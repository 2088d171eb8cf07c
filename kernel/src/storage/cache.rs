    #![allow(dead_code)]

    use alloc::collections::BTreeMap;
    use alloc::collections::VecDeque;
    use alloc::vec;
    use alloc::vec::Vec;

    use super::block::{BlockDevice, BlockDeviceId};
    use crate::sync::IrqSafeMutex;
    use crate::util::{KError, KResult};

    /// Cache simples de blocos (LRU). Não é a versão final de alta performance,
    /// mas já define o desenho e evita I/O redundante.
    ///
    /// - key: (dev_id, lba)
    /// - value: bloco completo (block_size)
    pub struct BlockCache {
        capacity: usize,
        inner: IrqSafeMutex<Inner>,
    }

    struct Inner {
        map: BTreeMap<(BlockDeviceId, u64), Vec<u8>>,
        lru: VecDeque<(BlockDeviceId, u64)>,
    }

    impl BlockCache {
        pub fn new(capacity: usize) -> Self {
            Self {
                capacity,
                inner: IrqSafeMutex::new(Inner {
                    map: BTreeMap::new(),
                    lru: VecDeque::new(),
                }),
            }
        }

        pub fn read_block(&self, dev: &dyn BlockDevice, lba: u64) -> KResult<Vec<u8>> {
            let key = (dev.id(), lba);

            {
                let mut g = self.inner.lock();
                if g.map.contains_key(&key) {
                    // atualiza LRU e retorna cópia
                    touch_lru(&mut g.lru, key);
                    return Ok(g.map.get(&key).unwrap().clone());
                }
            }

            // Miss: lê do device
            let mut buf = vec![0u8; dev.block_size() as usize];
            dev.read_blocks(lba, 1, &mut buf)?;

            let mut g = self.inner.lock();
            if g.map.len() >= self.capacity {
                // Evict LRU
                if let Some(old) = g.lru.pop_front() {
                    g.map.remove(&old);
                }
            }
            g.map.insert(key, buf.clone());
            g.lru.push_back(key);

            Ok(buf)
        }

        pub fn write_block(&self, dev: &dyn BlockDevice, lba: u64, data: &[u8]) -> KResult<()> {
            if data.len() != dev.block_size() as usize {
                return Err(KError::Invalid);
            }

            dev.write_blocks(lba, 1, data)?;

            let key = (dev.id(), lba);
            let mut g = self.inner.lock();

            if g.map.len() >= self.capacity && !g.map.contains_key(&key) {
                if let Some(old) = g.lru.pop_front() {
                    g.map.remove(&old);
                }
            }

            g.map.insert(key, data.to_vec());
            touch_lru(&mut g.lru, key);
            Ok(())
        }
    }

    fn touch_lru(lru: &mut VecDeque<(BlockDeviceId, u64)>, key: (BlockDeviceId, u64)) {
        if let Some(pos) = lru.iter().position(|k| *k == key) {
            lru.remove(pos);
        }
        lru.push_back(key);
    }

* * *

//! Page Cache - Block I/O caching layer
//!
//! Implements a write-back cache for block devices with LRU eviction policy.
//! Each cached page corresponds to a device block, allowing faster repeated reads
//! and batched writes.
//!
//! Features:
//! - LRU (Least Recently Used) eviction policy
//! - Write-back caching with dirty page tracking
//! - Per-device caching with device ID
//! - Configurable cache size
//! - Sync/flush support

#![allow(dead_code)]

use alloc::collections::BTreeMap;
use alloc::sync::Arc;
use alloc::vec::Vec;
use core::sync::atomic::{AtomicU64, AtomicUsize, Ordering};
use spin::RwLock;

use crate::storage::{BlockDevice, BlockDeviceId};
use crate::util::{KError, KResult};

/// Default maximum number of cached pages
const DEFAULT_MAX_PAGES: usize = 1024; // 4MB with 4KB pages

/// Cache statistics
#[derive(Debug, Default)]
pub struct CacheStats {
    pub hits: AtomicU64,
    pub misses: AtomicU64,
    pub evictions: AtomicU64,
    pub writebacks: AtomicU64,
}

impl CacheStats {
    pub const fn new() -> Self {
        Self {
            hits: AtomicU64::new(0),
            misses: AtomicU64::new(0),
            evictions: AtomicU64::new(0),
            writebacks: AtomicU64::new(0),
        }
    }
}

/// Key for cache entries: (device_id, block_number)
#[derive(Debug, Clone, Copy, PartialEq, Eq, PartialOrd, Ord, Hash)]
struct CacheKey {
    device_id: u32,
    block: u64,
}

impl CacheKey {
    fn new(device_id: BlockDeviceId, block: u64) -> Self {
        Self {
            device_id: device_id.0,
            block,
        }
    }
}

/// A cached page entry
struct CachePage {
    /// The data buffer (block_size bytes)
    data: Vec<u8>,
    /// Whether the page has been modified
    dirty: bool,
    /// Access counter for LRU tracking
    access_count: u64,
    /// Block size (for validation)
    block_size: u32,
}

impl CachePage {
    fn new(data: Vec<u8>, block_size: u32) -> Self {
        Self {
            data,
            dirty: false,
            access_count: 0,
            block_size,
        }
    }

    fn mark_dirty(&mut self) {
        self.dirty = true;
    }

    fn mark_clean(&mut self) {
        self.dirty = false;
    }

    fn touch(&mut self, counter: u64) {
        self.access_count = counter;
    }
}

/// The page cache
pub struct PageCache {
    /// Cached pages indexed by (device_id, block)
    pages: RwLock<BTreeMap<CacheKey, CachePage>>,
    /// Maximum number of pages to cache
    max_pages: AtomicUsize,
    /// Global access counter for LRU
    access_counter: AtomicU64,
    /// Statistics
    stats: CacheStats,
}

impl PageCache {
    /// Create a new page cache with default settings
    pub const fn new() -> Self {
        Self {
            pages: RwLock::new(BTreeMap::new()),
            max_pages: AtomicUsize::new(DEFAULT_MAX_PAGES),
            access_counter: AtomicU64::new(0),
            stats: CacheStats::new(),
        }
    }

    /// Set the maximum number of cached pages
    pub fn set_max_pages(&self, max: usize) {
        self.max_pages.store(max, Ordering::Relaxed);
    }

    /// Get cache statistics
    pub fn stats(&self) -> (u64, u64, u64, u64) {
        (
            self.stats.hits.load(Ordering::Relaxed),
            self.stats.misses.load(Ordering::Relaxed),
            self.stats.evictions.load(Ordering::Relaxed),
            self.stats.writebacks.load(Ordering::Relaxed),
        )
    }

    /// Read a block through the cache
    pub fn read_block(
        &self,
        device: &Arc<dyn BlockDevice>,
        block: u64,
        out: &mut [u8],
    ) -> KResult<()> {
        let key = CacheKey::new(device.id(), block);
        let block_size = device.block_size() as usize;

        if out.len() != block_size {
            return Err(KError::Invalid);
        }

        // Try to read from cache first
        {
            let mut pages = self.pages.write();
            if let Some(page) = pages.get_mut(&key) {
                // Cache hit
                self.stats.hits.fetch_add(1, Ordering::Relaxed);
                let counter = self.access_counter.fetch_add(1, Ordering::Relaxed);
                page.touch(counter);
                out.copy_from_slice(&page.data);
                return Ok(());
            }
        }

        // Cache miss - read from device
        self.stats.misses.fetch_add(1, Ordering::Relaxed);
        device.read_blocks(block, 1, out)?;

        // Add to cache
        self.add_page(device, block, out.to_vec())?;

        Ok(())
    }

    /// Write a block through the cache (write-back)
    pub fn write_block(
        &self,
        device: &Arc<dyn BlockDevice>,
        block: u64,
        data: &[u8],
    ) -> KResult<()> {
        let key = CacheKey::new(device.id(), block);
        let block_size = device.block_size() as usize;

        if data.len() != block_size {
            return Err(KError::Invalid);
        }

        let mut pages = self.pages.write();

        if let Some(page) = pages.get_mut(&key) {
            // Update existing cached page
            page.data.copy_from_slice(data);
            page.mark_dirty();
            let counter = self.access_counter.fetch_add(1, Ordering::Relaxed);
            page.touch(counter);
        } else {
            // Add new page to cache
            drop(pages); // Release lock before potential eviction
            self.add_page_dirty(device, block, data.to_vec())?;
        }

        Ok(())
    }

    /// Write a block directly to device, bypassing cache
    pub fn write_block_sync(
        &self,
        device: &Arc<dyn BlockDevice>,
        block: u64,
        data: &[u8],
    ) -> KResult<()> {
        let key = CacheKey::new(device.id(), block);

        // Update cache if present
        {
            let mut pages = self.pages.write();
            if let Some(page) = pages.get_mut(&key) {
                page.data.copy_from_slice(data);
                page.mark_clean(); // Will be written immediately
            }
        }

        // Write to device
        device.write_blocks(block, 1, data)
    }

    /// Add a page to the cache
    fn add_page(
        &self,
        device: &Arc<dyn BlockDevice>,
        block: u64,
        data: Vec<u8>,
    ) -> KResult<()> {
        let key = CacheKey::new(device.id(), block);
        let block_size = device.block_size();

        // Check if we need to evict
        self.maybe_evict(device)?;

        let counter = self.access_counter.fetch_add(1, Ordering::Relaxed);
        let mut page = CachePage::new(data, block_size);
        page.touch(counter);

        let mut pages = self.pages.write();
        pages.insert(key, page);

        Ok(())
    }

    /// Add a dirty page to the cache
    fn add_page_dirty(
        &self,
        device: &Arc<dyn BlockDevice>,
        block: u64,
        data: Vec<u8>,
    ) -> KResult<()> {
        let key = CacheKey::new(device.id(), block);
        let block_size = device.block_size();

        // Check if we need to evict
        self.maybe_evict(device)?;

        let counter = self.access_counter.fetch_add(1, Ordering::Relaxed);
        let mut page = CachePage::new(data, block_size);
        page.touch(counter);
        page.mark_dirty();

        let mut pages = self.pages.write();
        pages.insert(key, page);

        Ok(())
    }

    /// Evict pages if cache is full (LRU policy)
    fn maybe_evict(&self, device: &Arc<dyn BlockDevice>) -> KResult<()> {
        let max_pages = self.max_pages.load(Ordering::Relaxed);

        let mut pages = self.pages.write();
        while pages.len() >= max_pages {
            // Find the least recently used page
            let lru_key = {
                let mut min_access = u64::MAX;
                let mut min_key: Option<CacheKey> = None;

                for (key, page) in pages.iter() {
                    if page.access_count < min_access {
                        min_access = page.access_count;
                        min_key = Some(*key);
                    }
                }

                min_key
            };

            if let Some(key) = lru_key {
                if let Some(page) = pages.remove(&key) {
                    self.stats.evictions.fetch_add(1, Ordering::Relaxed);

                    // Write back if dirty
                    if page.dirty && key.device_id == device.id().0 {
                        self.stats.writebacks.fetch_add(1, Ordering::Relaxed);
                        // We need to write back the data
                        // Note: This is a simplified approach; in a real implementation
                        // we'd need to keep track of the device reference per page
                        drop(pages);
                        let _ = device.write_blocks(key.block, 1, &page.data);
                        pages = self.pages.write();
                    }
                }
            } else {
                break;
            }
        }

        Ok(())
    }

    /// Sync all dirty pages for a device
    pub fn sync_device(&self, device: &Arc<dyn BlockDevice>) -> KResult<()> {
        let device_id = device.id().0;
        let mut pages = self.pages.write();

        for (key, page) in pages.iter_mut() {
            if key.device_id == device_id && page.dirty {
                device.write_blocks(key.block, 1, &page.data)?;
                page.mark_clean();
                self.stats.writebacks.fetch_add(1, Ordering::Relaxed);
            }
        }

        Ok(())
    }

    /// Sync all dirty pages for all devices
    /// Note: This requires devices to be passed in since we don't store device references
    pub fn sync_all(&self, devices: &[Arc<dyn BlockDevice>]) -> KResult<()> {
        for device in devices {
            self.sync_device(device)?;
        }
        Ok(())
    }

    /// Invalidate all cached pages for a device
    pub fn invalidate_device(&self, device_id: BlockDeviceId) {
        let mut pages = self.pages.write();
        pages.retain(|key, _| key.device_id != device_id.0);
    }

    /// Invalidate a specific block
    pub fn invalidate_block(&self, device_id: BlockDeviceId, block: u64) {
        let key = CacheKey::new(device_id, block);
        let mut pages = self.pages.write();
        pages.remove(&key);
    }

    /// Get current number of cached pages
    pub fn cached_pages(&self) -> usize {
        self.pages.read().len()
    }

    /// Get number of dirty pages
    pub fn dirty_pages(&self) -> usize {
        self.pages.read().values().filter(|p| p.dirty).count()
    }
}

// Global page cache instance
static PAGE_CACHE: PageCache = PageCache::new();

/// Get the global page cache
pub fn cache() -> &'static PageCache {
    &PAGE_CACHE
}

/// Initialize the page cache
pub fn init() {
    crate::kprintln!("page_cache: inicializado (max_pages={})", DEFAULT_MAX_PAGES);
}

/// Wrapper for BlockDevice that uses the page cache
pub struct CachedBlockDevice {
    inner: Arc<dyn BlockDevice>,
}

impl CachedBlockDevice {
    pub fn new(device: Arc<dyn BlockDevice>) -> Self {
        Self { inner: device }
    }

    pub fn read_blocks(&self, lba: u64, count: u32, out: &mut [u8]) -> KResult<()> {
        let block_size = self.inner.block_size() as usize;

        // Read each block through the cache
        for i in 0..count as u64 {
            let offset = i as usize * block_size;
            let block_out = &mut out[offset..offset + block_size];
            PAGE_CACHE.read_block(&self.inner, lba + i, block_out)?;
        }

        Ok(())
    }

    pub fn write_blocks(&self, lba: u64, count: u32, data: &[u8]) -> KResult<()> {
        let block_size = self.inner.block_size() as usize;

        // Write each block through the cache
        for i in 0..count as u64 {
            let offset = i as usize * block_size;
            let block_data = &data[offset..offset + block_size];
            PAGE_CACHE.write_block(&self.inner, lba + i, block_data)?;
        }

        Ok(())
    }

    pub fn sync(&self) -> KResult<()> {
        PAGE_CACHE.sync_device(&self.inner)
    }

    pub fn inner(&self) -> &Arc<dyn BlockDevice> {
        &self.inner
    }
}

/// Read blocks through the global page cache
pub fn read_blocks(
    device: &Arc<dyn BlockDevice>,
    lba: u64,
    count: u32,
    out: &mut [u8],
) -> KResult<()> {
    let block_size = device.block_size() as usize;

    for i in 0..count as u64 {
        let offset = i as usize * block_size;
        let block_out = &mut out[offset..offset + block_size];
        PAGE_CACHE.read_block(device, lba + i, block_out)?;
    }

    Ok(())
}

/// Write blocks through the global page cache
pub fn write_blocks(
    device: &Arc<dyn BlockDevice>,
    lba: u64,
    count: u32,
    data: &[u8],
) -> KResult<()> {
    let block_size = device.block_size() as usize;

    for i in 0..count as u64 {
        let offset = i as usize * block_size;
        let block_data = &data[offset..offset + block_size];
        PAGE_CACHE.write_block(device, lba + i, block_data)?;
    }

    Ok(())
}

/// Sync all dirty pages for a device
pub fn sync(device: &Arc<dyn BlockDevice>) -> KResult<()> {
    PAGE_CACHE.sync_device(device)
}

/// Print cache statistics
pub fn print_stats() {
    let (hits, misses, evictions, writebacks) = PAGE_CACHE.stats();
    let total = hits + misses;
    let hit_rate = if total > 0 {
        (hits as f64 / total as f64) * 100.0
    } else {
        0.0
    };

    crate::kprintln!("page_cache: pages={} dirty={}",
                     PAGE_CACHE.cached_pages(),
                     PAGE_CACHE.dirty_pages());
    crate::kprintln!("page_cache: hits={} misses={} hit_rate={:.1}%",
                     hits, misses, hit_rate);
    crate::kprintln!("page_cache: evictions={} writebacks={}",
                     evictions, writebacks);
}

* * *

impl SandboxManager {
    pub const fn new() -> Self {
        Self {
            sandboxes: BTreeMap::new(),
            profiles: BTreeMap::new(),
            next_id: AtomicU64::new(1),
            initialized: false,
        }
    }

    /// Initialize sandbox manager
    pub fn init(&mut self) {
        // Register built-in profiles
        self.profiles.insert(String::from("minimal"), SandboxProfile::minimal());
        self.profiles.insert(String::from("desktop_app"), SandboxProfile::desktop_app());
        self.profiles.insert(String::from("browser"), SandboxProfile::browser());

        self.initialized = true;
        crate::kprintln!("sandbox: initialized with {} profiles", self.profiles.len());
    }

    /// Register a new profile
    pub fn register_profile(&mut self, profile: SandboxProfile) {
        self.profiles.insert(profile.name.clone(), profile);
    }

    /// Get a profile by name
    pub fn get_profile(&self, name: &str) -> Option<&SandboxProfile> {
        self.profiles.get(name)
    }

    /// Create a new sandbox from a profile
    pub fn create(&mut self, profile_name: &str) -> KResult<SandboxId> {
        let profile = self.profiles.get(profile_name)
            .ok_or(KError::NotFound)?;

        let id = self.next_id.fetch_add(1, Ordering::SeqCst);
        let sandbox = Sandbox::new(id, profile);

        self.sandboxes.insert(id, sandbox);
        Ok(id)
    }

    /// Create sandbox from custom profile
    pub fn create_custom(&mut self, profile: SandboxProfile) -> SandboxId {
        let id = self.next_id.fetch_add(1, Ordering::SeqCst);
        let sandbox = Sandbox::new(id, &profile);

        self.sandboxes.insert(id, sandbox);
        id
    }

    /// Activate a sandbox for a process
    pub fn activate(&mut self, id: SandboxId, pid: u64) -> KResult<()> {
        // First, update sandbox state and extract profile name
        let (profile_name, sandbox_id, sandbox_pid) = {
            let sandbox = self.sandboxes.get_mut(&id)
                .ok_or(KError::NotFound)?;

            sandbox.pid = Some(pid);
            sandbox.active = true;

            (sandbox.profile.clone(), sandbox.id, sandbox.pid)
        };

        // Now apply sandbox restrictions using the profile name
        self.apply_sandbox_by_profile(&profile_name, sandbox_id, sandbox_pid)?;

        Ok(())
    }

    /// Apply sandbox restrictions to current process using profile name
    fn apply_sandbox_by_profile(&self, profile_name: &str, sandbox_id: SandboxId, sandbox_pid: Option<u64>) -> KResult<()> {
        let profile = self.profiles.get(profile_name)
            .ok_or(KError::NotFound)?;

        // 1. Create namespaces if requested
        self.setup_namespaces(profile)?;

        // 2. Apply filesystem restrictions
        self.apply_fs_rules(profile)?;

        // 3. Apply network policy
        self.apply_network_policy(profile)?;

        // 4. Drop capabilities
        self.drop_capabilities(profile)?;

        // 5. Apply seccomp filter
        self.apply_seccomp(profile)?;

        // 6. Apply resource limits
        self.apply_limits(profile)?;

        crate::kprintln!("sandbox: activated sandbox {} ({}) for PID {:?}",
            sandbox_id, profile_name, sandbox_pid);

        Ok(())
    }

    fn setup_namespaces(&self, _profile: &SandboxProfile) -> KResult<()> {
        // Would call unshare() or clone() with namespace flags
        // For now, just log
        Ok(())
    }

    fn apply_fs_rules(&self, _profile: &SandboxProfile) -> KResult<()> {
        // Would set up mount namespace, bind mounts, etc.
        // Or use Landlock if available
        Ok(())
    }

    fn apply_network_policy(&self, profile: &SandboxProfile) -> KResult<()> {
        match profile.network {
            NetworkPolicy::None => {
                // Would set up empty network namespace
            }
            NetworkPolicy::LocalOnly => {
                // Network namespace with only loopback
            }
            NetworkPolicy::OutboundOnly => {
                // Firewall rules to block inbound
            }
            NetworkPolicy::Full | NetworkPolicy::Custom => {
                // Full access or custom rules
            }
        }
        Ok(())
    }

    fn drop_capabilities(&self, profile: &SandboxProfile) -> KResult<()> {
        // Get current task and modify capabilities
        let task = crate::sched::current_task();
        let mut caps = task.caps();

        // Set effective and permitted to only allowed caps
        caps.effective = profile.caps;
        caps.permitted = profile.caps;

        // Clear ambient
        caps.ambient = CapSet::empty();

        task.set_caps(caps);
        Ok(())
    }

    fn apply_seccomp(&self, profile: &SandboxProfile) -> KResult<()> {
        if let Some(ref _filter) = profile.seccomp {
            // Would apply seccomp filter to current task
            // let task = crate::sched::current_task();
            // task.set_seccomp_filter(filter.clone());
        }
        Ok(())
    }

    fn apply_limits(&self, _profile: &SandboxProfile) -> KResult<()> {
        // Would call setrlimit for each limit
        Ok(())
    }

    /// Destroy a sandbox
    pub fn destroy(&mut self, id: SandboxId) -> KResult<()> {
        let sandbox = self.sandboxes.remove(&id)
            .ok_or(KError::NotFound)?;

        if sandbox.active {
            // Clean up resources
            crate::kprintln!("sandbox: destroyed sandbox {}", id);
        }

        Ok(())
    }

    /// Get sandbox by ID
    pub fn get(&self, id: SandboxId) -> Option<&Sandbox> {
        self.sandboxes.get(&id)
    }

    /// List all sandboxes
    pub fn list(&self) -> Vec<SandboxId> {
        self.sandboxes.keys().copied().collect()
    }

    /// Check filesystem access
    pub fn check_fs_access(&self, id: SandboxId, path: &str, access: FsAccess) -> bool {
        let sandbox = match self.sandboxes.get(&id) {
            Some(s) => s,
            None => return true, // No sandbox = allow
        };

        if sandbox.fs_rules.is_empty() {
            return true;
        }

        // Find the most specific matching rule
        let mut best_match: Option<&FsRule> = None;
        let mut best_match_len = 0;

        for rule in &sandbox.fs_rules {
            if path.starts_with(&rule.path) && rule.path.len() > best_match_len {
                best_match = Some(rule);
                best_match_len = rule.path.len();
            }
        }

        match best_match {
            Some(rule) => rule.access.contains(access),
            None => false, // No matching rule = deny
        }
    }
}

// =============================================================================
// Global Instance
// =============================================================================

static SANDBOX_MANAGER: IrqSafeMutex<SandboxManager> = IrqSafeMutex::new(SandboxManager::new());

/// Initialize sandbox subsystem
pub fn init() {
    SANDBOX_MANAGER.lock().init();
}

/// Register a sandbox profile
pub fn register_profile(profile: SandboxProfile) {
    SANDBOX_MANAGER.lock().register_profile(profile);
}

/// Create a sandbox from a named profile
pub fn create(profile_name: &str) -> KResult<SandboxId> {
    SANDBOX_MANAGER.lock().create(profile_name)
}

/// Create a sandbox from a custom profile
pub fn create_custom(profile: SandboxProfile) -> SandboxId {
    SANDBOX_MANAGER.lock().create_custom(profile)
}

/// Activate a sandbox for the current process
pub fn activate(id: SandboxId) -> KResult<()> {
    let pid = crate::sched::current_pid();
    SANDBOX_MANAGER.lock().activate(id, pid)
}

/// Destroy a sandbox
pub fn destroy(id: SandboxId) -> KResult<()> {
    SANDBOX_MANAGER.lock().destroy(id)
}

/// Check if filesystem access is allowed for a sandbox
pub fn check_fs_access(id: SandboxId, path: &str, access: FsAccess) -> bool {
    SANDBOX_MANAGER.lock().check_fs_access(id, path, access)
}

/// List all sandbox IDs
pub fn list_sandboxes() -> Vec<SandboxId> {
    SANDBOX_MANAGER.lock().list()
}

Task requirements »
Among the entries above, which lines include "struct"? List them all.

Response to this task »
    pub struct BlockCache {
    struct Inner {
pub struct CacheStats {
struct CacheKey {
struct CachePage {
pub struct PageCache {
pub struct CachedBlockDevice {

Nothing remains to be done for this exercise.